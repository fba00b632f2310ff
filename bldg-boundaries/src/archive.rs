use std::io::Cursor;

use geojson::{FeatureCollection, GeoJson};

use crate::error::BoundaryError;

const ZIP_LOCAL_HEADER: &[u8] = b"PK\x03\x04";

/// Decode a boundary payload, which is either a ZIP archive holding one GeoJSON
/// file or the GeoJSON document itself.
pub(crate) fn read_feature_collection(payload: &[u8]) -> Result<FeatureCollection, BoundaryError> {
    let geojson: GeoJson = if payload.starts_with(ZIP_LOCAL_HEADER) {
        let mut archive = zip::ZipArchive::new(Cursor::new(payload))?;
        let name = archive
            .file_names()
            .find(|name| is_geojson_entry(name))
            .map(str::to_string)
            .ok_or(BoundaryError::EmptyArchive)?;
        tracing::debug!("Reading {} from archive", name);

        let entry = archive.by_name(&name)?;
        serde_json::from_reader(entry)?
    } else {
        serde_json::from_slice(payload)?
    };

    match geojson {
        GeoJson::FeatureCollection(collection) => Ok(collection),
        GeoJson::Feature(feature) => Ok(FeatureCollection {
            bbox: None,
            features: vec![feature],
            foreign_members: None,
        }),
        GeoJson::Geometry(_) => Err(BoundaryError::UnexpectedGeoJson("Geometry")),
    }
}

fn is_geojson_entry(name: &str) -> bool {
    let lower = name.to_ascii_lowercase();
    !lower.ends_with('/') && (lower.ends_with(".json") || lower.ends_with(".geojson"))
}
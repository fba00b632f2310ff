#[derive(thiserror::Error, Debug)]
pub enum StorageError {
    #[error("Object store error: {0}")]
    ObjectStoreError(#[from] object_store::Error),
    #[error("Invalid object key {key:?}: {source}")]
    InvalidKey {
        key: String,
        #[source]
        source: object_store::path::Error,
    },
    #[error("IO error: {0}")]
    IoError(#[from] std::io::Error),
    #[error("Failed to persist downloaded file: {0}")]
    PersistError(#[from] tempfile::PersistError),
    #[error("Initialization error: {0}")]
    InitializationError(String),
}

impl StorageError {
    /// Whether the remote object does not exist.
    pub fn is_not_found(&self) -> bool {
        matches!(
            self,
            StorageError::ObjectStoreError(object_store::Error::NotFound { .. })
        )
    }
}
use std::{fmt::Display, str::FromStr};

#[derive(thiserror::Error, Debug, PartialEq, Eq)]
pub enum CommonError {
    #[error("Invalid ISO alpha-3 country code: {0:?}")]
    InvalidCountryCode(String),
    #[error("Invalid administrative level: {0:?}")]
    InvalidAdminLevel(String),
}

/// ISO 3166-1 alpha-3 country code, stored upper case.
#[derive(Debug, Clone, PartialEq, Eq, Hash, PartialOrd, Ord)]
pub struct CountryCode(String);

impl CountryCode {
    pub fn new(code: &str) -> Result<Self, CommonError> {
        let trimmed = code.trim();
        if trimmed.len() == 3 && trimmed.chars().all(|c| c.is_ascii_alphabetic()) {
            Ok(CountryCode(trimmed.to_ascii_uppercase()))
        } else {
            Err(CommonError::InvalidCountryCode(code.to_string()))
        }
    }

    pub fn as_str(&self) -> &str {
        &self.0
    }
}

impl FromStr for CountryCode {
    type Err = CommonError;

    fn from_str(s: &str) -> Result<Self, Self::Err> {
        CountryCode::new(s)
    }
}

impl AsRef<str> for CountryCode {
    fn as_ref(&self) -> &str {
        &self.0
    }
}

impl Display for CountryCode {
    fn fmt(&self, f: &mut std::fmt::Formatter<'_>) -> std::fmt::Result {
        f.write_str(&self.0)
    }
}

/// Nesting depth in a country's administrative hierarchy (0 = country).
///
/// Whether a level is published for a given country is only known remotely.
#[derive(Debug, Clone, Copy, PartialEq, Eq, Hash, PartialOrd, Ord)]
pub struct AdminLevel(u8);

impl AdminLevel {
    pub const COUNTRY: AdminLevel = AdminLevel(0);

    pub const fn new(level: u8) -> Self {
        AdminLevel(level)
    }

    pub const fn get(self) -> u8 {
        self.0
    }

    /// Name of the source column holding unit names at this level.
    pub fn name_column(self) -> String {
        format!("NAME_{}", self.0)
    }
}

impl From<u8> for AdminLevel {
    fn from(level: u8) -> Self {
        AdminLevel(level)
    }
}

impl FromStr for AdminLevel {
    type Err = CommonError;

    fn from_str(s: &str) -> Result<Self, Self::Err> {
        s.trim()
            .parse::<u8>()
            .map(AdminLevel)
            .map_err(|_| CommonError::InvalidAdminLevel(s.to_string()))
    }
}

impl Display for AdminLevel {
    fn fmt(&self, f: &mut std::fmt::Formatter<'_>) -> std::fmt::Result {
        write!(f, "{}", self.0)
    }
}

#[cfg(test)]
mod tests {
    use super::*;

    #[test]
    fn country_code_is_normalised() {
        let code = CountryCode::new(" ken ").unwrap();
        assert_eq!(code.as_str(), "KEN");
        assert_eq!(code.to_string(), "KEN");
    }

    #[test]
    fn country_code_rejects_wrong_shapes() {
        for bad in ["", "KE", "KENY", "K3N", "KÉN"] {
            assert_eq!(
                CountryCode::new(bad),
                Err(CommonError::InvalidCountryCode(bad.to_string())),
                "{bad:?} should be rejected"
            );
        }
    }

    #[test]
    fn admin_level_parses_non_negative_integers() {
        assert_eq!("2".parse::<AdminLevel>().unwrap(), AdminLevel::new(2));
        assert!("-1".parse::<AdminLevel>().is_err());
        assert!("one".parse::<AdminLevel>().is_err());
    }

    #[test]
    fn admin_level_names_its_column() {
        assert_eq!(AdminLevel::new(1).name_column(), "NAME_1");
        assert_eq!(AdminLevel::COUNTRY.name_column(), "NAME_0");
    }
}
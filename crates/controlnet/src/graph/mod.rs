//! Control-net graph: vertices, edges and faces with tags and sharpness.
//!
//! Components live in id-indexed arenas and refer to each other by id. Edges
//! know their endpoints and faces, faces know their ordered boundary loop of
//! directed edges, and vertices know their incident edges and faces.

mod construction;
mod modification;
mod topology;
mod types;
mod validation;

use std::collections::HashMap;

use crease_config::EvaluationConfig;

pub use modification::DeletionReport;
pub use topology::{BoundingBox, ManifoldReport};
pub(crate) use topology::newell_normal;
pub use types::{Edge, Face, FaceOverrides, PackRect, Vertex};
pub use validation::ValidityError;

use crate::arena::ComponentArena;
use crate::cache::ContentVersions;
use crate::hash::HashCache;
use crate::types::{EdgeId, FaceId, VertexId};

/// A Catmull-Clark control net.
#[derive(Debug, Clone, Default)]
pub struct ControlNetGraph {
    pub(crate) vertices: ComponentArena<VertexId, Vertex>,
    pub(crate) edges: ComponentArena<EdgeId, Edge>,
    pub(crate) faces: ComponentArena<FaceId, Face>,
    /// Map from (min, max) vertex pair to the edge joining them
    pub(crate) edge_map: HashMap<(VertexId, VertexId), EdgeId>,
    pub(crate) versions: ContentVersions,
    pub(crate) hashes: HashCache,
    pub(crate) config: EvaluationConfig,
}

/// Undirected key for `edge_map`
pub(crate) fn edge_key(v0: VertexId, v1: VertexId) -> (VertexId, VertexId) {
    if v0 <= v1 { (v0, v1) } else { (v1, v0) }
}

impl ControlNetGraph {
    pub fn new() -> Self {
        Self::default()
    }

    pub fn with_config(config: EvaluationConfig) -> Self {
        Self {
            config,
            ..Self::default()
        }
    }

    pub fn config(&self) -> &EvaluationConfig {
        &self.config
    }

    /// Replace the evaluation settings. Saved values depend on them, so every
    /// cache is cleared.
    pub fn set_config(&mut self, config: EvaluationConfig) {
        if self.config == config {
            return;
        }
        self.config = config;
        self.clear_all_saved_values();
        self.geometry_changed();
    }

    pub fn versions(&self) -> ContentVersions {
        self.versions
    }

    pub fn vertex_count(&self) -> usize {
        self.vertices.len()
    }

    pub fn edge_count(&self) -> usize {
        self.edges.len()
    }

    pub fn face_count(&self) -> usize {
        self.faces.len()
    }

    pub fn is_empty(&self) -> bool {
        self.vertices.len() == 0
    }

    pub fn vertex(&self, id: VertexId) -> Option<&Vertex> {
        self.vertices.get(id)
    }

    pub fn edge(&self, id: EdgeId) -> Option<&Edge> {
        self.edges.get(id)
    }

    pub fn face(&self, id: FaceId) -> Option<&Face> {
        self.faces.get(id)
    }

    /// Control-net point of a vertex
    pub fn vertex_point(&self, id: VertexId) -> Option<glam::DVec3> {
        self.vertices.get(id).map(|v| v.point)
    }

    pub fn vertices(&self) -> impl Iterator<Item = &Vertex> {
        self.vertices.iter()
    }

    pub fn edges(&self) -> impl Iterator<Item = &Edge> {
        self.edges.iter()
    }

    pub fn faces(&self) -> impl Iterator<Item = &Face> {
        self.faces.iter()
    }

    /// Vertex ids in ascending order
    pub fn vertex_ids(&self) -> Vec<VertexId> {
        self.vertices.sorted_ids()
    }

    /// Edge ids in ascending order
    pub fn edge_ids(&self) -> Vec<EdgeId> {
        self.edges.sorted_ids()
    }

    /// Face ids in ascending order
    pub fn face_ids(&self) -> Vec<FaceId> {
        self.faces.sorted_ids()
    }
}

#[cfg(test)]
mod tests {
    use super::*;
    use crate::types::{EdgeTag, VertexTag};
    use glam::DVec3;

    pub(crate) fn unit_quad() -> ControlNetGraph {
        ControlNetGraph::from_polygons(
            &[
                DVec3::new(0.0, 0.0, 0.0),
                DVec3::new(1.0, 0.0, 0.0),
                DVec3::new(1.0, 1.0, 0.0),
                DVec3::new(0.0, 1.0, 0.0),
            ],
            &[vec![0, 1, 2, 3]],
        )
        .unwrap()
    }

    #[test]
    fn test_single_quad_counts() {
        let graph = unit_quad();
        assert_eq!(graph.vertex_count(), 4);
        assert_eq!(graph.edge_count(), 4);
        assert_eq!(graph.face_count(), 1);
        assert!(graph.is_valid().is_ok());
    }

    #[test]
    fn test_single_quad_tags() {
        let graph = unit_quad();
        for edge in graph.edges() {
            assert_eq!(edge.tag(), EdgeTag::Crease);
            assert!(edge.is_boundary());
        }
        for vertex in graph.vertices() {
            assert_eq!(vertex.tag(), VertexTag::Crease);
        }
    }

    #[test]
    fn test_edge_key_is_undirected() {
        assert_eq!(
            edge_key(VertexId(3), VertexId(1)),
            edge_key(VertexId(1), VertexId(3))
        );
    }

    #[test]
    fn test_set_config_clears_and_bumps() {
        let mut graph = unit_quad();
        let before = graph.versions().geometry;
        let mut config = EvaluationConfig::default();
        config.fallback_levels += 1;
        graph.set_config(config);
        assert!(graph.versions().geometry > before);
    }
}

• TRY IT
Please tally the lines of the material that contain the word "vertices", then give the total alone.

• FINISHED TASK
11